Paris (CNSNews.com) - Jewish groups are applauding a move by the French government to revoke the license of a controversial Hizballah-run television station, just weeks after authorizing broadcasts through it satellite network.
Prime Minister Jean-Pierre Raffarin told the French senate that the Lebanon-based Al-Manar's programs were incompatible with French values. An official complaint against the station for spreading hatred and violence would lead to the revocation of its license, he added.
The head of France's major Jewish organization said he hoped a petition sponsored by his group and signed by 25,000 people proved to the government that public opinion was opposed to allowing the station to broadcast.
Roger Cukierman, president of the Representative Council of Jewish Institutions in France (CRIF), said the signatories included the leaders of France's four major political parties.
In a rare show of agreement, the heads of the majority Union for a Popular Movement, Union for French Democracy, Socialist and Communist party all signed the petition.
"It shows how important this is," said Cukierman.
He said the channel, which is watched by millions of Muslims in Europe, delivered messages from people trying to justify terrorism and suicide bombing and often served to recruit more terrorists.
French officials must have taken the initial decision to approve the broadcasts as a result of pressure from Arab countries or groups, Cukierman charged.
"The government says constantly that it is fighting against anti-Semitism in France but all of a sudden it gives a full platform to an anti-Semitic channel to pour out its hatred in France," Cukierman said.
France's broadcasting authority, CSA, gave Al-Manar a license to air its programs to Europe through the French Eutelsat satellite network on Nov. 19 despite protests from groups in France, Israel and the United States.

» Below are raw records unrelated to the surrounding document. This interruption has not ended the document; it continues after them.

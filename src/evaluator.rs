//! The caller-facing hooks of a run: fitness evaluation and per-generation
//! inspection.
//!
//! For simple cases pass closures directly to the builder:
//!
//! ```
//! use unsga3::prelude::*;
//!
//! let evaluator = |population: &mut [Candidate], _generation: usize| {
//!     let training = population
//!         .iter()
//!         .map(|c| vec![c.solution[0], 1.0 - c.solution[0]])
//!         .collect();
//!     Ok::<_, Error>(Evaluation::training(training))
//! };
//!
//! let mut optimizer = Unsga3::builder()
//!     .dimensions(vec![SolutionDimension::new(0.0, 1.0).unwrap()])
//!     .num_objectives(2)
//!     .max_generations(3)
//!     .seed(7)
//!     .build(evaluator)
//!     .unwrap();
//! let result = optimizer.run().unwrap();
//! assert!(!result.population.is_empty());
//! ```
//!
//! For an evaluator with its own error type, implement
//! [`FitnessEvaluator`] on a struct; internal failures convert into that
//! type through `From<unsga3::Error>`, evaluator failures pass through
//! untouched:
//!
//! ```
//! use unsga3::prelude::*;
//!
//! #[derive(Debug)]
//! enum SimError {
//!     Diverged(usize),
//!     Optimizer(unsga3::Error),
//! }
//!
//! impl From<unsga3::Error> for SimError {
//!     fn from(e: unsga3::Error) -> Self {
//!         SimError::Optimizer(e)
//!     }
//! }
//!
//! struct Simulator;
//!
//! impl FitnessEvaluator for Simulator {
//!     type Error = SimError;
//!
//!     fn evaluate(
//!         &mut self,
//!         population: &mut [Candidate],
//!         generation: usize,
//!     ) -> std::result::Result<Evaluation, SimError> {
//!         if generation == 2 {
//!             return Err(SimError::Diverged(generation));
//!         }
//!         Ok(Evaluation::training(
//!             population.iter().map(|c| vec![c.solution[0], -c.solution[0]]).collect(),
//!         ))
//!     }
//! }
//!
//! let mut optimizer = Unsga3::builder()
//!     .dimensions(vec![SolutionDimension::new(0.0, 1.0).unwrap()])
//!     .num_objectives(2)
//!     .build(Simulator)
//!     .unwrap();
//! assert!(matches!(optimizer.run(), Err(SimError::Diverged(2))));
//! ```

use crate::candidate::Candidate;
use crate::error::Error;
use crate::reference_points::ReferenceDirections;

/// Fitness vectors returned by one evaluator call, in population order.
#[derive(Clone, Debug, Default, PartialEq)]
pub struct Evaluation {
    /// One training fitness vector per candidate.
    pub training: Vec<Vec<f64>>,
    /// Optional validation fitness, one vector per candidate.
    pub validation: Option<Vec<Vec<f64>>>,
}

impl Evaluation {
    /// Training fitness only.
    #[must_use]
    pub fn training(training: Vec<Vec<f64>>) -> Self {
        Self {
            training,
            validation: None,
        }
    }

    /// Training and validation fitness.
    #[must_use]
    pub fn with_validation(training: Vec<Vec<f64>>, validation: Vec<Vec<f64>>) -> Self {
        Self {
            training,
            validation: Some(validation),
        }
    }
}

/// Scores a batch of candidates.
///
/// Called exactly once per generation with the candidates that still need
/// fitness: the seeded population in generation 0 and the offspring in
/// every later generation. The evaluator may annotate candidates (for
/// example with an `"id"`), but solutions are read back unchanged only if
/// it leaves them alone.
pub trait FitnessEvaluator {
    /// The error type returned by [`evaluate`](Self::evaluate); the
    /// optimizer's own failures are converted into it.
    type Error: From<Error>;

    /// Returns one training vector (and optionally one validation vector)
    /// per candidate, each with one value per objective.
    ///
    /// # Errors
    ///
    /// Any error aborts the run and is returned from
    /// [`Unsga3::run`](crate::Unsga3::run) unmodified.
    fn evaluate(
        &mut self,
        population: &mut [Candidate],
        generation: usize,
    ) -> Result<Evaluation, Self::Error>;
}

impl<F, E> FitnessEvaluator for F
where
    F: FnMut(&mut [Candidate], usize) -> Result<Evaluation, E>,
    E: From<Error>,
{
    type Error = E;

    fn evaluate(&mut self, population: &mut [Candidate], generation: usize) -> Result<Evaluation, E> {
        self(population, generation)
    }
}

/// Read-only view of the optimizer after a generation's selection.
#[derive(Clone, Copy, Debug)]
pub struct GenerationSnapshot<'a> {
    /// Zero-based generation index.
    pub generation: usize,
    /// The selected population, ranks and associations stamped.
    pub population: &'a [Candidate],
    /// Population indices grouped by rank.
    pub fronts: &'a [Vec<usize>],
    /// The run's reference directions.
    pub reference_directions: &'a ReferenceDirections,
    /// Slots left empty in this generation.
    pub shortfall: usize,
}

/// Side-effecting per-generation hook, e.g. for plotting or telemetry.
pub trait Inspector {
    fn inspect(&mut self, snapshot: &GenerationSnapshot<'_>);
}

impl<F> Inspector for F
where
    F: FnMut(&GenerationSnapshot<'_>),
{
    fn inspect(&mut self, snapshot: &GenerationSnapshot<'_>) {
        self(snapshot);
    }
}

/// Checks an evaluation against the batch it was produced for.
pub(crate) fn validate_evaluation(
    evaluation: &Evaluation,
    batch_len: usize,
    num_objectives: usize,
) -> crate::Result<()> {
    check_vectors(&evaluation.training, batch_len, num_objectives)?;
    if let Some(validation) = &evaluation.validation {
        check_vectors(validation, batch_len, num_objectives)?;
    }
    Ok(())
}

fn check_vectors(vectors: &[Vec<f64>], batch_len: usize, num_objectives: usize) -> crate::Result<()> {
    if vectors.len() != batch_len {
        return Err(Error::EvaluationCountMismatch {
            expected: batch_len,
            got: vectors.len(),
        });
    }
    if let Some((candidate, v)) = vectors
        .iter()
        .enumerate()
        .find(|(_, v)| v.len() != num_objectives)
    {
        return Err(Error::ObjectiveDimensionMismatch {
            candidate,
            expected: num_objectives,
            got: v.len(),
        });
    }
    Ok(())
}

It said that the station had agreed with strict compliance not to air programs that might "incite hatred, violence or discrimination based on race, sex, religion or nationality."
Just four days later, however, the station broadcast a press review in which an "expert" blamed "Zionists" for "attempts to transmit dangerous diseases such as AIDS."
According to a CSA source, the station had been under close scrutiny and the authority quickly filed a complaint that could lead to the revocation of the station's license when examined by France's high court, the State Council, later this month.
"Al-Manar broke its agreement to respect French law and the CSA is requesting a ruling from the State Council that it cease broadcasting," the source said.
Also welcoming the move to end the broadcasts, Richard Serero, secretary general of the International League Against Racism and anti-Semitism, said "granting the license was like throwing oil on a fire."
"It helped give an argument to those who are looking to lay the blame on anti-Arab racism," Serero said.
Al-Manar's news director told the French news agency AFP that the government was bowing to political pressure from "Zionist organizations" which were trying to create problems between France and Arabs.
Al-Manar ("the Beacon") is the official arm of Hizballah, the Iranian-backed, Lebanon-based group designated as a terrorist organization by the United States and several other Western governments.
According to Washington Institute for Near East Policy fellow Avi Jorisch, who is writing a monograph on the station, Al-Manar disseminates radicalism throughout the region, its impact second only to the Qatar-based al-Jazeera.
Having become a potent "psychological warfare" weapon in the Arab-Israeli conflict, it has been using the same methods to undermine the U.S. mission in Iraq, he writes in an article released earlier this year.
"Every aspect of al-Manar's content, from news to filler, is fine-tuned to present a single point of view: that of a militantly Islamist sponsor, consistently urging the recourse to violent 'resistance' as the only legitimate response to Israel's existence and the U.S. presence in the Middle East," Jorisch said.
(CNSNews International Editor Patrick Goodenough contributed to this report.)